Researchers identify gene linked to cell death in dry AMD

Researchers have identified a gene that, when activated by double-stranded RNA, may be responsible for cell death associated with dry age-related macular degeneration. However, because short-interfering-RNA therapies used for treating wet AMD also appear to activate this gene, these therapies may also increase the risk for dry AMD.

In order to test for an association between the functional toll-like receptor 3 gene (TLR3) variant rs3775291 and AMD, Kang Zhang, MD, PhD, and colleagues genotyped 271 patients with geographic atrophy, 179 patients with choroidal neovascularization and 421 healthy controls, all of whom were of American or European descent. In addition, the researchers examined the influence of TLR3 on human retinal epithelial cells in vitro and on apoptosis of retinal pigment epithelial cells from wild-type mice and Tlr3-knockout (Tlr3-/-) mice after substituting phenylalanine (Phe) for leucine (Leu) at amino acid 412.

The researchers identified a significant link between the T allele Phe variant of rs3775291 and protection against geographic atrophy (P = .005). This association was maintained in two separate case-controlled series testing for geographic atrophy, the authors noted.
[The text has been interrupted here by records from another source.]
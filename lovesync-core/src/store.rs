use std::collections::HashMap;
use std::future::Future;
use std::path::{Path, PathBuf};
use std::sync::Arc;

use tokio::sync::RwLock;
use tracing::{debug, warn};

use crate::error::StoreError;
use crate::models::{FeedItem, ViewKind};
use crate::seed;

/// Persistence collaborator. Views load their collection through it when they
/// are mounted and hand it every item they create.
pub trait Repository {
    fn save(
        &self,
        kind: ViewKind,
        item: &FeedItem,
    ) -> impl Future<Output = Result<(), StoreError>> + Send;

    fn load_all(
        &self,
        kind: ViewKind,
    ) -> impl Future<Output = Result<Vec<FeedItem>, StoreError>> + Send;
}

/// In-memory repository, seeded with the sample content.
#[derive(Debug, Clone, Default)]
pub struct MockRepository {
    inner: Arc<RwLock<HashMap<ViewKind, Vec<FeedItem>>>>,
}

impl MockRepository {
    pub fn empty() -> Self {
        Self::default()
    }

    pub fn seeded() -> Self {
        let data = ViewKind::ALL
            .iter()
            .map(|kind| (*kind, seed::items_for(*kind)))
            .collect();
        Self {
            inner: Arc::new(RwLock::new(data)),
        }
    }
}

impl Repository for MockRepository {
    async fn save(&self, kind: ViewKind, item: &FeedItem) -> Result<(), StoreError> {
        let mut inner = self.inner.write().await;
        upsert_front(inner.entry(kind).or_default(), item.clone());
        Ok(())
    }

    async fn load_all(&self, kind: ViewKind) -> Result<Vec<FeedItem>, StoreError> {
        let inner = self.inner.read().await;
        Ok(inner.get(&kind).cloned().unwrap_or_default())
    }
}

/// File-backed repository: one `<kind>.json` per view in `dir`.
///
/// Writes go to `<kind>.json.tmp` first and are renamed over the main file. A
/// corrupted main file is recovered from the tmp file when possible.
#[derive(Debug, Clone)]
pub struct JsonStore {
    dir: PathBuf,
    // serializes read-modify-write cycles
    lock: Arc<RwLock<()>>,
}

impl JsonStore {
    pub async fn open(dir: impl AsRef<Path>) -> Result<Self, StoreError> {
        let dir = dir.as_ref().to_path_buf();
        tokio::fs::create_dir_all(&dir).await?;
        Ok(Self {
            dir,
            lock: Arc::new(RwLock::new(())),
        })
    }

    pub fn path_for(&self, kind: ViewKind) -> PathBuf {
        self.dir.join(format!("{}.json", kind.key()))
    }

    /// Writes the sample content for every kind that has no file yet.
    pub async fn seed_missing(&self) -> Result<(), StoreError> {
        let _guard = self.lock.write().await;
        for kind in ViewKind::ALL {
            let path = self.path_for(kind);
            if tokio::fs::try_exists(&path).await? {
                continue;
            }
            debug!(path = %path.display(), "seeding store file");
            write_atomic(&path, &seed::items_for(kind)).await?;
        }
        Ok(())
    }

    async fn read_items(&self, kind: ViewKind) -> Result<Vec<FeedItem>, StoreError> {
        let path = self.path_for(kind);
        let bytes = match tokio::fs::read(&path).await {
            Ok(bytes) => bytes,
            Err(e) if e.kind() == std::io::ErrorKind::NotFound => return Ok(Vec::new()),
            Err(e) => return Err(e.into()),
        };
        match serde_json::from_slice(&bytes) {
            Ok(items) => Ok(items),
            Err(e) => {
                warn!(error = %e, path = %path.display(), "failed to parse store file, trying tmp fallback");
                let tmp = path.with_extension("json.tmp");
                match tokio::fs::read(&tmp).await {
                    Ok(tmp_bytes) => Ok(serde_json::from_slice(&tmp_bytes).unwrap_or_default()),
                    Err(_) => Ok(Vec::new()),
                }
            }
        }
    }
}

impl Repository for JsonStore {
    async fn save(&self, kind: ViewKind, item: &FeedItem) -> Result<(), StoreError> {
        let _guard = self.lock.write().await;
        let mut items = self.read_items(kind).await?;
        upsert_front(&mut items, item.clone());
        write_atomic(&self.path_for(kind), &items).await
    }

    async fn load_all(&self, kind: ViewKind) -> Result<Vec<FeedItem>, StoreError> {
        let _guard = self.lock.read().await;
        self.read_items(kind).await
    }
}

/// The repository the app runs against, picked from configuration.
#[derive(Debug, Clone)]
pub enum Backend {
    Mock(MockRepository),
    Json(JsonStore),
}

impl Repository for Backend {
    async fn save(&self, kind: ViewKind, item: &FeedItem) -> Result<(), StoreError> {
        match self {
            Backend::Mock(repo) => repo.save(kind, item).await,
            Backend::Json(repo) => repo.save(kind, item).await,
        }
    }

    async fn load_all(&self, kind: ViewKind) -> Result<Vec<FeedItem>, StoreError> {
        match self {
            Backend::Mock(repo) => repo.load_all(kind).await,
            Backend::Json(repo) => repo.load_all(kind).await,
        }
    }
}

// Replace in place when the id is known, otherwise prepend.
fn upsert_front(items: &mut Vec<FeedItem>, item: FeedItem) {
    match items.iter_mut().find(|existing| existing.id == item.id) {
        Some(existing) => *existing = item,
        None => items.insert(0, item),
    }
}

async fn write_atomic(path: &Path, items: &[FeedItem]) -> Result<(), StoreError> {
    let bytes = serde_json::to_vec_pretty(items)?;
    if let Some(parent) = path.parent() {
        tokio::fs::create_dir_all(parent).await?;
    }
    let tmp = path.with_extension("json.tmp");
    tokio::fs::write(&tmp, &bytes).await?;
    tokio::fs::rename(&tmp, path).await?;
    Ok(())
}
use chrono::{NaiveDate, TimeZone, Utc};
use lovesync_core::error::GeoError;
use lovesync_core::expand::{needs_toggle, preview, PREVIEW_LENGTH};
use lovesync_core::listening::duration_minutes;
use lovesync_core::models::MediaKind;
use lovesync_core::seed::{self, DAILY_PROMPTS};
use lovesync_core::views::{
    media_kind_for, prompt_for_day, AffirmationsFeed, DailyCheckins, LocationSharing, LoveLetters,
    MemoriesGallery, DEFAULT_LOCATION_STATUS,
};
use lovesync_core::{Composer, Details, ItemId, ListeningTimer, Position, ViewKind};

fn now() -> chrono::DateTime<Utc> {
    Utc.with_ymd_and_hms(2024, 2, 14, 18, 30, 0).unwrap()
}

#[test]
fn composer_only_submits_non_blank_drafts() {
    let mut composer: Composer = Composer::default();
    assert!(composer.submit().is_none());

    composer.start();
    *composer.draft_mut().unwrap() = "   ".into();
    assert!(!composer.can_submit());
    assert!(composer.submit().is_none());
    assert!(composer.is_composing());

    *composer.draft_mut().unwrap() = "  hi  ".into();
    assert_eq!(composer.submit(), Some(("  hi  ".to_string(), ())));
    assert!(!composer.is_composing());
}

#[test]
fn composer_cancel_discards_draft() {
    let mut composer: Composer = Composer::default();
    composer.start();
    composer.draft_mut().unwrap().push_str("draft");
    composer.cancel();
    assert_eq!(composer.draft(), None);
    composer.start();
    assert_eq!(composer.draft(), Some(""));
}

#[test]
fn whitespace_letter_is_not_sent() {
    let mut letters = LoveLetters::new(seed::items_for(ViewKind::Letters));
    let before = letters.items().len();

    letters.composer.start();
    *letters.composer.draft_mut().unwrap() = "   ".into();
    assert!(letters.submit("You", "Partner", now()).is_none());
    assert_eq!(letters.items().len(), before);
    assert!(letters.composer.is_composing());
}

#[test]
fn sent_letter_goes_first_and_closes_form() {
    let mut letters = LoveLetters::new(seed::items_for(ViewKind::Letters));
    letters.composer.start();
    *letters.composer.draft_mut().unwrap() = "Dear you".into();

    let sent = letters.submit("Alex", "Sarah", now()).unwrap();
    assert_eq!(letters.items().as_slice()[0], sent);
    assert_eq!(sent.author, "Alex");
    assert!(matches!(&sent.details, Details::Letter { to, attachments } if to == "Sarah" && attachments.is_empty()));
    assert!(!letters.composer.is_composing());
}

#[test]
fn opening_an_unread_letter_marks_it_read_once() {
    let mut letters = LoveLetters::new(seed::items_for(ViewKind::Letters));
    assert!(letters.open(&ItemId::new("1")).is_none());

    letters.composer.start();
    *letters.composer.draft_mut().unwrap() = "Thinking of you".into();
    let sent = letters.submit("Alex", "Sarah", now()).unwrap();
    assert!(!sent.read);

    let opened = letters.open(&sent.id).unwrap();
    assert!(opened.read);
    assert_eq!(letters.items().unread_count(), 0);
    assert!(letters.open(&sent.id).is_none());
}

#[test]
fn long_letter_expands_and_collapses() {
    let body: String = "x".repeat(200);
    let mut letters = LoveLetters::default();
    letters.composer.start();
    *letters.composer.draft_mut().unwrap() = body.clone();
    let letter = letters.submit("You", "Partner", now()).unwrap();

    let collapsed = letters.display(&letter).into_owned();
    assert_eq!(collapsed, format!("{}...", &body[..PREVIEW_LENGTH]));

    letters.toggle_expanded(&letter.id);
    assert!(letters.is_expanded(&letter.id));
    assert_eq!(letters.display(&letter).chars().count(), 200);

    letters.toggle_expanded(&letter.id);
    assert_eq!(letters.display(&letter).chars().count(), PREVIEW_LENGTH + 3);
}

#[test]
fn preview_counts_characters_not_bytes() {
    let short = "❤".repeat(PREVIEW_LENGTH);
    assert!(!needs_toggle(&short));
    assert_eq!(preview(&short), short.as_str());

    let long = "❤".repeat(PREVIEW_LENGTH + 1);
    assert!(needs_toggle(&long));
    assert_eq!(preview(&long), format!("{}...", "❤".repeat(PREVIEW_LENGTH)));
}

#[test]
fn affirmations_unread_scenario() {
    let mut feed = AffirmationsFeed::new(seed::items_for(ViewKind::Affirmations));
    assert_eq!(feed.items().len(), 3);
    assert_eq!(feed.unread_count(), 1);

    let changed = feed.mark_all_read();
    assert_eq!(changed.len(), 1);
    assert_eq!(feed.unread_count(), 0);

    feed.start_compose();
    *feed.composer.draft_mut().unwrap() = "You are wonderful".into();
    let created = feed.submit("You", now()).unwrap();
    assert_eq!(feed.unread_count(), 1);
    assert!(!created.read);

    assert!(feed.open(&created.id).is_some());
    assert_eq!(feed.unread_count(), 0);
    assert!(feed.open(&created.id).is_none());
}

#[test]
fn hearting_an_affirmation_returns_the_updated_item() {
    let mut feed = AffirmationsFeed::new(seed::items_for(ViewKind::Affirmations));
    let id = ItemId::new("3");
    let updated = feed.toggle_heart(&id).unwrap();
    assert!(updated.hearted);
    assert_eq!(updated.hearts_count, 1);
    assert!(feed.toggle_heart(&ItemId::new("nope")).is_none());
}

#[test]
fn memories_are_filtered_then_sorted() {
    let mut gallery = MemoriesGallery::new(seed::items_for(ViewKind::Memories));
    let order: Vec<String> = gallery.visible().iter().map(|m| m.id.to_string()).collect();
    assert_eq!(order, vec!["2", "1"]);

    gallery.toggle_loved_only();
    let loved: Vec<String> = gallery.visible().iter().map(|m| m.id.to_string()).collect();
    assert_eq!(loved, vec!["1"]);

    gallery.toggle_love(&ItemId::new("2"));
    gallery.toggle_love(&ItemId::new("1"));
    let loved: Vec<String> = gallery.visible().iter().map(|m| m.id.to_string()).collect();
    assert_eq!(loved, vec!["2"]);
}

#[test]
fn lightbox_follows_flag_changes() {
    let mut gallery = MemoriesGallery::new(seed::items_for(ViewKind::Memories));
    gallery.select(&ItemId::new("2"));
    assert!(!gallery.selected().unwrap().loved);
    gallery.toggle_love(&ItemId::new("2"));
    assert!(gallery.selected().unwrap().loved);
    gallery.close();
    assert!(gallery.selected().is_none());

    gallery.select(&ItemId::new("missing"));
    assert!(gallery.selected().is_none());
}

#[test]
fn adding_a_memory_uses_path_caption_and_location() {
    let mut gallery = MemoriesGallery::default();
    gallery.composer.start_with(Default::default());
    {
        let (path, draft) = gallery.composer.fields_mut().unwrap();
        *path = "beach.MP4".into();
        draft.caption = " Sunset swim ".into();
        draft.location = "  ".into();
    }
    let memory = gallery.submit("You", now()).unwrap();
    assert_eq!(memory.content, "Sunset swim");
    assert_eq!(memory.created_at, "2024-02-14");
    match memory.details {
        Details::Memory { media, url, location, .. } => {
            assert_eq!(media, MediaKind::Video);
            assert_eq!(url, "beach.MP4");
            assert_eq!(location, None);
        }
        other => panic!("unexpected details {other:?}"),
    }
    assert_eq!(media_kind_for("/photos/us.jpg"), MediaKind::Photo);
}

#[test]
fn todays_prompt_rotates_with_day_of_month() {
    let day = |d| NaiveDate::from_ymd_opt(2024, 1, d).unwrap();
    assert_eq!(prompt_for_day(day(20)).id, DAILY_PROMPTS[0].id);
    assert_eq!(prompt_for_day(day(3)).id, DAILY_PROMPTS[3].id);
}

#[test]
fn checkin_response_is_stored_with_its_prompt_and_date() {
    let mut checkins = DailyCheckins::new(
        seed::items_for(ViewKind::Checkins),
        seed::items_for(ViewKind::ListeningSessions),
    );
    let prompt = prompt_for_day(now().date_naive());
    checkins.respond(prompt);
    *checkins.responder.draft_mut().unwrap() = "...you listen".into();

    let saved = checkins.submit_response("You", now()).unwrap();
    assert_eq!(saved.created_at, "2024-02-14");
    assert!(matches!(&saved.details, Details::Checkin { prompt_id, .. } if prompt_id == prompt.id));
    assert_eq!(checkins.checkins().len(), 2);
    assert!(!checkins.responder.is_composing());
}

#[test]
fn listening_timer_counts_only_while_listening() {
    let mut timer = ListeningTimer::default();
    timer.tick(5);
    assert_eq!(timer.elapsed_secs(), 0);

    timer.start();
    timer.tick(61);
    timer.tick(4);
    assert_eq!(timer.display(), "1:05");
    assert_eq!(timer.stop(), 65);
    timer.tick(10);
    assert_eq!(timer.elapsed_secs(), 65);

    timer.start();
    assert_eq!(timer.elapsed_secs(), 0);
    assert_eq!(duration_minutes(65), 2);
    assert_eq!(duration_minutes(0), 0);
}

#[test]
fn ending_a_session_records_a_summary() {
    let mut checkins = DailyCheckins::default();
    checkins.end_listening();
    assert!(!checkins.summary.is_composing());

    checkins.start_listening();
    checkins.tick(600);
    checkins.end_listening();
    assert!(!checkins.timer().is_listening());
    assert!(checkins.summary.is_composing());

    *checkins.summary.draft_mut().unwrap() = "Talked about the trip".into();
    let session = checkins.submit_summary("Partner", now()).unwrap();
    assert_eq!(session.details, Details::Listening { duration_minutes: 10 });
    assert_eq!(checkins.sessions().len(), 1);
}

#[test]
fn location_share_success_prepends_and_clears_status() {
    let mut location = LocationSharing::new(seed::items_for(ViewKind::Locations));
    let request = location.begin_share().unwrap();
    assert!(location.begin_share().is_none());

    let position = Position { latitude: 48.85, longitude: 2.35 };
    let shared = location.complete_share(request, Ok(position), "You", now()).unwrap();
    assert!(!location.is_sharing());
    assert_eq!(shared.content, DEFAULT_LOCATION_STATUS);
    assert_eq!(location.items().as_slice()[0], shared);

    location.status_draft = "At the café".into();
    let request = location.begin_share().unwrap();
    let shared = location
        .complete_share(request, Ok(position), "You", now() + chrono::Duration::seconds(1))
        .unwrap();
    assert_eq!(shared.content, "At the café");
    assert!(location.status_draft.is_empty());
}

#[test]
fn location_share_failure_reverts_silently() {
    let mut location = LocationSharing::new(seed::items_for(ViewKind::Locations));
    location.status_draft = "keep me".into();
    let request = location.begin_share().unwrap();

    assert!(location
        .complete_share(request, Err(GeoError::Unavailable), "You", now())
        .is_none());
    assert!(!location.is_sharing());
    assert_eq!(location.items().len(), 1);
    assert_eq!(location.status_draft, "keep me");
}

#[test]
fn result_of_an_earlier_view_does_not_complete_the_current_share() {
    let position = Position { latitude: 48.85, longitude: 2.35 };

    // first visit: lookup issued, then the page is left
    let stale = {
        let mut first_visit = LocationSharing::new(seed::items_for(ViewKind::Locations));
        first_visit.begin_share().unwrap()
    };

    // second visit: a fresh view starts its own lookup
    let mut location = LocationSharing::new(seed::items_for(ViewKind::Locations));
    let current = location.begin_share().unwrap();
    assert_ne!(stale, current);

    assert!(location
        .complete_share(stale, Ok(position), "You", now())
        .is_none());
    assert!(location
        .complete_share(stale, Err(GeoError::Unavailable), "You", now())
        .is_none());
    assert!(location.is_sharing());
    assert_eq!(location.items().len(), 1);

    let shared = location
        .complete_share(current, Ok(position), "You", now())
        .unwrap();
    assert_eq!(location.items().as_slice()[0], shared);
    assert!(!location.is_sharing());

    // a late duplicate for a finished request changes nothing
    assert!(location
        .complete_share(current, Ok(position), "You", now())
        .is_none());
    assert_eq!(location.items().len(), 2);
}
However, the researchers found no associations between any TLR3 gene variants and CNV, according to the study.

They also found that the prototypic TLR3 ligand polyinosine-polycytidylic acid, a synthetic double-stranded RNA molecule that activates TLR3, induced apoptosis in more human retinal pigment epithelial cells with the Leu-Leu genotype than those with the Leu-Phe genotype. In addition, TLR3 induced cell death in more wild-type mice than Tlr3-/- mice.

"Since double-stranded RNA can activate TLR3-mediated apoptosis, our results suggest a role of viral [double-stranded] RNA in the development of geographic atrophy and point to the potential toxic effects of short-interfering-RNA therapies in the eye," the study authors said in the New England Journal of Medicine.